(Dataset records)
--- START ---
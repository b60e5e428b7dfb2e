use sea_orm::entity::prelude::*;

#[derive(Clone, Debug, PartialEq, DeriveEntityModel, Eq)]
#[sea_orm(table_name = "terminal_sessions")]
pub struct Model {
    #[sea_orm(primary_key, auto_increment = false)]
    pub session_id: String,
    pub owner_id: i64,
    pub name: Option<String>,
    /// `open` 或 `closed`
    pub state: String,
    pub created_at: DateTimeUtc,
    pub closed_at: Option<DateTimeUtc>,
}

#[derive(Copy, Clone, Debug, EnumIter, DeriveRelation)]
pub enum Relation {
    #[sea_orm(has_many = "super::terminal_command::Entity")]
    Commands,
}

impl Related<super::terminal_command::Entity> for Entity {
    fn to() -> RelationDef {
        Relation::Commands.def()
    }
}

impl ActiveModelBehavior for ActiveModel {}
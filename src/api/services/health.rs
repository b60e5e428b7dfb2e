use std::time::Duration;

use actix_web::{HttpResponse, http::StatusCode, web};
use chrono::{DateTime, Utc};
use tracing::{error, trace};

use crate::services::AppServices;

use super::error_code::ErrorCode;
use super::helpers::json_response;
use super::types::HealthResponse;

// 应用启动时间
#[derive(Clone, Debug)]
pub struct AppStartTime {
    pub start_datetime: DateTime<Utc>,
}

impl Default for AppStartTime {
    fn default() -> Self {
        Self {
            start_datetime: Utc::now(),
        }
    }
}

/// GET /health
///
/// 数据库可达返回 200，否则 503
pub async fn health_check(
    services: web::Data<AppServices>,
    start: web::Data<AppStartTime>,
) -> HttpResponse {
    trace!("Received health check request");

    let storage = &services.storage;
    let error = match tokio::time::timeout(Duration::from_secs(5), storage.health_check()).await {
        Ok(Ok(())) => None,
        Ok(Err(e)) => {
            error!("Storage health check failed: {}", e);
            Some(e.message().to_string())
        }
        Err(_) => {
            error!("Storage health check timed out");
            Some("timeout".to_string())
        }
    };

    let now = Utc::now();
    let healthy = error.is_none();
    let body = HealthResponse {
        status: if healthy { "healthy" } else { "unhealthy" },
        timestamp: now.to_rfc3339(),
        uptime: (now - start.start_datetime).num_seconds().max(0) as u64,
        storage_backend: storage.backend_name().to_string(),
        error,
    };

    if healthy {
        json_response(StatusCode::OK, ErrorCode::Success, "OK", Some(body))
    } else {
        json_response(
            StatusCode::SERVICE_UNAVAILABLE,
            ErrorCode::ServiceUnavailable,
            "Service Unavailable",
            Some(body),
        )
    }
}

/// 健康检查路由
pub fn health_routes() -> actix_web::Scope {
    web::scope("")
        .route("", web::get().to(health_check))
        .route("", web::head().to(health_check))
}
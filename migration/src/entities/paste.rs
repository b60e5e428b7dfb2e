use sea_orm::entity::prelude::*;

#[derive(Clone, Debug, PartialEq, DeriveEntityModel, Eq)]
#[sea_orm(table_name = "pastes")]
pub struct Model {
    #[sea_orm(primary_key, auto_increment = false)]
    pub id: String,
    #[sea_orm(column_type = "Text")]
    pub content: String,
    pub owner_id: Option<i64>,
    pub created_at: DateTimeUtc,
    pub expires_at: Option<DateTimeUtc>,
}

#[derive(Copy, Clone, Debug, EnumIter, DeriveRelation)]
pub enum Relation {}

impl ActiveModelBehavior for ActiveModel {}
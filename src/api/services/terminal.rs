//! 终端会话接口，全部要求登录

use actix_web::{HttpResponse, web};

use crate::api::middleware::RequiredUser;
use crate::services::AppServices;

use super::helpers::{ApiResult, created_response, success_response};
use super::types::{CreateSessionRequest, ExecuteCommandRequest};

/// POST /terminal/sessions
///
/// 请求体可省略
pub async fn create_session(
    services: web::Data<AppServices>,
    user: RequiredUser,
    body: Option<web::Json<CreateSessionRequest>>,
) -> ApiResult {
    let name = body.and_then(|b| b.into_inner().name);
    let session = services.terminal.create_session(user.0, name).await?;
    Ok(created_response(session))
}

/// GET /terminal/sessions/{id}
pub async fn get_session(
    services: web::Data<AppServices>,
    user: RequiredUser,
    path: web::Path<String>,
) -> ApiResult {
    let session = services.terminal.get_session(&path, user.0).await?;
    Ok(success_response(session))
}

/// POST /terminal/sessions/{id}/commands
pub async fn execute_command(
    services: web::Data<AppServices>,
    user: RequiredUser,
    path: web::Path<String>,
    body: web::Json<ExecuteCommandRequest>,
) -> ApiResult {
    let execution = services
        .terminal
        .execute_command(&path, &body.command, user.0)
        .await?;
    Ok(success_response(execution))
}

/// GET /terminal/sessions/{id}/commands
pub async fn list_commands(
    services: web::Data<AppServices>,
    user: RequiredUser,
    path: web::Path<String>,
) -> ApiResult {
    let commands = services.terminal.list_commands(&path, user.0).await?;
    Ok(success_response(commands))
}

/// POST /terminal/sessions/{id}/close
pub async fn close_session(
    services: web::Data<AppServices>,
    user: RequiredUser,
    path: web::Path<String>,
) -> ApiResult {
    services.terminal.close_session(&path, user.0).await?;
    Ok(HttpResponse::NoContent().finish())
}

pub fn terminal_routes() -> actix_web::Scope {
    web::scope("/terminal/sessions")
        .route("", web::post().to(create_session))
        .route("/{id}", web::get().to(get_session))
        .route("/{id}/commands", web::post().to(execute_command))
        .route("/{id}/commands", web::get().to(list_commands))
        .route("/{id}/close", web::post().to(close_session))
}
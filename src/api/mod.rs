pub mod jwt;
pub mod middleware;
pub mod services;
//! Paste service
//!
//! 文本片段的创建、读取与删除。读取不做权限检查，持有 id 即可访问。

use std::sync::Arc;

use chrono::Utc;
use tracing::{debug, info};

use crate::config::LimitsConfig;
use crate::errors::{Result, ToolbeltError};
use crate::ids::{IdPolicy, with_unique_id};
use crate::services::expiry_from_ttl;
use crate::storage::{Paste, PasteStore};

pub struct PasteService {
    store: Arc<dyn PasteStore>,
    ids: IdPolicy,
    limits: LimitsConfig,
}

impl PasteService {
    pub fn new(store: Arc<dyn PasteStore>, ids: IdPolicy, limits: LimitsConfig) -> Self {
        Self { store, ids, limits }
    }

    /// 创建 paste
    ///
    /// 内容为空或超过 `max_paste_bytes` 时返回 `InvalidInput`。
    /// `ttl_secs` 为 `None` 表示永不过期。
    pub async fn create_paste(
        &self,
        content: String,
        owner_id: Option<i64>,
        ttl_secs: Option<u64>,
    ) -> Result<Paste> {
        if content.is_empty() {
            return Err(ToolbeltError::invalid_input("Paste content cannot be empty"));
        }
        if content.len() > self.limits.max_paste_bytes {
            return Err(ToolbeltError::invalid_input(format!(
                "Paste content is {} bytes, limit is {}",
                content.len(),
                self.limits.max_paste_bytes
            )));
        }

        let now = Utc::now();
        let expires_at = expiry_from_ttl(now, ttl_secs, self.limits.max_ttl_secs)?;

        let paste = with_unique_id("paste", self.ids, |id| {
            let record = Paste {
                id,
                content: content.clone(),
                owner_id,
                created_at: now,
                expires_at,
            };
            self.store.insert_paste(record)
        })
        .await?;

        info!(
            "PasteService: created paste '{}' ({} bytes, owner {:?})",
            paste.id,
            paste.content.len(),
            paste.owner_id
        );
        Ok(paste)
    }

    /// 读取 paste；已过期视为不存在
    pub async fn get_paste(&self, id: &str) -> Result<Paste> {
        let paste = self.store.get_paste(id).await?;
        if paste.is_expired() {
            debug!("PasteService: paste '{}' has expired", id);
            return Err(ToolbeltError::not_found(format!("Paste '{}' not found", id)));
        }
        Ok(paste)
    }

    /// 删除 paste
    ///
    /// 有主的 paste 只能由主人删除；匿名 paste 任何调用方都可删除。
    pub async fn delete_paste(&self, id: &str, owner_id: Option<i64>) -> Result<()> {
        self.store.delete_paste(id, owner_id).await?;
        info!("PasteService: deleted paste '{}'", id);
        Ok(())
    }

    /// 清理过期 paste
    pub async fn purge_expired(&self) -> Result<u64> {
        self.store.purge_expired_pastes(Utc::now()).await
    }
}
--- END ---
If a line falls between the first line of the records and the line containing "fn default() ->", inclusive, repeat it exactly; leave out all others.

repository b60e5e428b7dfb2e
use sea_orm::entity::prelude::*;

#[derive(Clone, Debug, PartialEq, DeriveEntityModel, Eq)]
#[sea_orm(table_name = "terminal_sessions")]
pub struct Model {
    #[sea_orm(primary_key, auto_increment = false)]
    pub session_id: String,
    pub owner_id: i64,
    pub name: Option<String>,
    /// `open` 或 `closed`
    pub state: String,
    pub created_at: DateTimeUtc,
    pub closed_at: Option<DateTimeUtc>,
}

#[derive(Copy, Clone, Debug, EnumIter, DeriveRelation)]
pub enum Relation {
    #[sea_orm(has_many = "super::terminal_command::Entity")]
    Commands,
}

impl Related<super::terminal_command::Entity> for Entity {
    fn to() -> RelationDef {
        Relation::Commands.def()
    }
}

impl ActiveModelBehavior for ActiveModel {}
filename src/api/services/health.rs
repository b60e5e428b7dfb2e
use std::time::Duration;

use actix_web::{HttpResponse, http::StatusCode, web};
use chrono::{DateTime, Utc};
use tracing::{error, trace};

use crate::services::AppServices;

use super::error_code::ErrorCode;
use super::helpers::json_response;
use super::types::HealthResponse;

// 应用启动时间
#[derive(Clone, Debug)]
pub struct AppStartTime {
    pub start_datetime: DateTime<Utc>,
}

impl Default for AppStartTime {
    fn default() -> Self {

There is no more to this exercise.